“Eras have their surfaces”, writes the German historian Karl Schlögel. “They can be smooth or rough. They can disappear or dissolve. You can make yourself felt. What wrapping paper was and what it meant is only understood now that it has disappeared…into the tide of plastic bags.
Even when dealing with ordinary people rather than great statesmen, we tend to see history as a tale of wars and laws filled with hard facts: 13 million unemployed, 40 million starving . But it’s also about how people experienced these things and how they felt about them, and the myriad of places, objects and habits that make up what Professor Schlögel describes in his forthcoming book The Soviet Century: Archeology of a Lost World called “lifeworld”. ”. It’s a sort of montage of crude wrapping paper, dusty museums and lilac eau de parfum. It also alludes to what’s missing – the lost sounds of the early morning doorbell announcing that your house would be searched; turning a key in a cell lock.
With striking parallels to Russia 1985-1999: TraumaZone, the new documentary series from director Adam Curtis, is drawn from thousands of hours filmed by BBC news crews before and after the collapse of the Soviet Union. We see scientists entering Chernobyl in suits they cobbled together out of plastic and duct tape; the body of a young woman killed during the repression of pro-independence demonstrations in Tbilisi; and a phone call to KGB generals, who assure viewers that they keep no files on individuals – underscoring both the impact and the limits of glasnost. But we also see a cake factory in Moscow and doctors taking a villager to a psychiatric ward. The few people looking at the camera are not experts, but ordinary citizens: “Where did it all go? We were well into the 50s and 60s! said a woman angrily.
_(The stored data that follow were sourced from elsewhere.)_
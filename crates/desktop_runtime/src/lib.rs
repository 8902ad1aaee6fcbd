pub mod config;
mod effect_executor;
pub mod model;
pub mod persistence;
pub mod profile;
pub mod reducer;
pub mod session;
pub mod window_manager;

pub use config::{ConfigError, SessionConfig};
pub use model::*;
pub use persistence::{clear_profile, load_profile, persist_profile, ProfileRecord};
pub use profile::ProfileStore;
pub use reducer::{reduce_desktop, DesktopAction, ReducerError, RuntimeEffect};
pub use session::{DesktopSession, SessionError};
pub use window_manager::WindowManager;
Another garish wallpaper notes that she “used to dream, make plans, but nothing worked out…I won’t dream anymore…I don’t believe in anything or anyone.” The series is subtitled What it’s like to experience the collapse of communism and democracy.
These works do not seek the objectivity that we associate with academic tomes and sophisticated programs of facts, but rather subjectivity. They convey an understanding of what it was like to live through the Soviet Union and its collapse, as Belarusian Nobel laureate Svetlana Alexievich did in her extraordinary polyphonic oral history Second-hand Time. A chronicle that’s told not from state offices, but from kitchens where onions grow in old mayonnaise jars – and it’s “a story of feelings”, as one reviewer put it. “I don’t ask people about socialism, I want to know about love, jealousy, childhood, old age. Music, dances, hairstyles,” writes the author. “Only in this way can catastrophe be chased away within the contours of the ordinary. »
Dictators understand the importance of feelings: why else would they need personality cults or propaganda operations? Professor Schlögel, who began work on his project in 2014, prompted by Vladimir Putin’s annexation of Crimea, writes of how political leaders maintained their own power by “confronting post-imperial phantom pains, nostalgic longings and the fear of exploited loss”. social status to pursue an aggressive policy that does not exclude war against neighboring states. Material and emotional experience is how we encounter the world – and also shape it.